:: EXERCISE INPUTS ::
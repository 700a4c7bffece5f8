//! JAR manifest parsing, limited to what root collection needs:
//! the `Class-Path` attribute of the main section.

use crate::error::Result;
use std::fs::File;
use std::io::Read;
use std::path::{Path, PathBuf};
use tracing::debug;
use zip::ZipArchive;
use zip::result::ZipError;

const MANIFEST_PATH: &str = "META-INF/MANIFEST.MF";

/// Read the Class-Path entries of an archive's manifest.
///
/// Relative entries are resolved against the archive's parent directory;
/// absolute entries and `file:` URLs are used as-is. A missing manifest, or a
/// manifest without a Class-Path attribute, yields an empty list.
pub fn read_class_path(archive_path: &Path) -> Result<Vec<PathBuf>> {
    let file = File::open(archive_path)?;
    let mut archive = ZipArchive::new(file)?;

    let mut raw = String::new();
    match archive.by_name(MANIFEST_PATH) {
        Ok(mut entry) => {
            entry.read_to_string(&mut raw)?;
        }
        Err(ZipError::FileNotFound) => return Ok(Vec::new()),
        Err(e) => return Err(e.into()),
    }

    let Some(value) = attribute_value(&raw, "Class-Path") else {
        return Ok(Vec::new());
    };

    let base = archive_path.parent().unwrap_or_else(|| Path::new("."));
    Ok(parse_class_path_value(&value, base))
}

/// Undo the 72-byte line wrapping of the manifest format: a line starting
/// with a single space continues the previous line.
fn unwrap_continuations(raw: &str) -> Vec<String> {
    let mut lines: Vec<String> = Vec::new();
    for line in raw.lines() {
        if let Some(rest) = line.strip_prefix(' ') {
            if let Some(last) = lines.last_mut() {
                last.push_str(rest);
                continue;
            }
        }
        lines.push(line.to_string());
    }
    lines
}

/// Look up a main-section attribute by name (case-insensitive, per the JAR
/// spec). The main section ends at the first blank line; per-entry sections
/// after it never carry Class-Path.
fn attribute_value(raw: &str, name: &str) -> Option<String> {
    for line in unwrap_continuations(raw) {
        if line.is_empty() {
            break;
        }
        let Some((key, value)) = line.split_once(':') else {
            debug!("skipping malformed manifest line: {line:?}");
            continue;
        };
        if key.trim().eq_ignore_ascii_case(name) {
            return Some(value.trim().to_string());
        }
    }
    None
}

/// Split a Class-Path attribute value into paths. Entries are whitespace
/// separated; `file:` URLs (as written by Gradle pathing JARs) are reduced to
/// their path part.
fn parse_class_path_value(value: &str, base: &Path) -> Vec<PathBuf> {
    value
        .split_whitespace()
        .map(strip_file_scheme)
        .map(|entry| {
            let path = PathBuf::from(entry);
            if path.is_absolute() { path } else { base.join(path) }
        })
        .collect()
}

fn strip_file_scheme(entry: &str) -> String {
    let Some(rest) = entry.strip_prefix("file:") else {
        return entry.to_string();
    };
    // file:///x and file:/x both mean /x
    let rest = rest.strip_prefix("//").unwrap_or(rest);
    rest.to_string()
}
//! Ranking of scored records.

use std::cmp::Reverse;

use flowrank_core::NodeRecord;

/// Orders records by flow (descending), then priority (descending), then id.
/// Unscored records sort last.
pub fn rank(records: &[NodeRecord]) -> Vec<&NodeRecord> {
    let mut ranked: Vec<&NodeRecord> = records.iter().collect();
    ranked.sort_by(|a, b| {
        (Reverse(a.flow), Reverse(a.priority), &a.id).cmp(&(Reverse(b.flow), Reverse(b.priority), &b.id))
    });
    ranked
}

#[cfg(test)]
mod tests {
    use super::*;
    use flowrank_core::Signal;

    fn scored(id: &str, flow: Option<u8>, priority: Option<u8>) -> NodeRecord {
        let mut r = NodeRecord::new(id, "Ops", Signal::Live);
        r.flow = flow;
        r.priority = priority;
        r
    }

    #[test]
    fn orders_by_flow_then_priority_then_id() {
        let records = vec![
            scored("d", None, None),
            scored("c", Some(50), Some(40)),
            scored("b", Some(50), Some(60)),
            scored("a", Some(50), Some(60)),
            scored("e", Some(90), Some(10)),
        ];
        let ids: Vec<&str> = rank(&records).iter().map(|r| r.id.as_str()).collect();
        assert_eq!(ids, vec!["e", "a", "b", "c", "d"]);
    }
}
:::
WHAT YOU HAVE TO DO -> Your answer must be the lines from the first line of the records through the line containing "manifest, or a", copied exactly.

RESULT OF THE EXERCISE ->
repository 700a4c7bffece5f8
//! JAR manifest parsing, limited to what root collection needs:
//! the `Class-Path` attribute of the main section.

use crate::error::Result;
use std::fs::File;
use std::io::Read;
use std::path::{Path, PathBuf};
use tracing::debug;
use zip::ZipArchive;
use zip::result::ZipError;

const MANIFEST_PATH: &str = "META-INF/MANIFEST.MF";

/// Read the Class-Path entries of an archive's manifest.
///
/// Relative entries are resolved against the archive's parent directory;
/// absolute entries and `file:` URLs are used as-is. A missing manifest, or a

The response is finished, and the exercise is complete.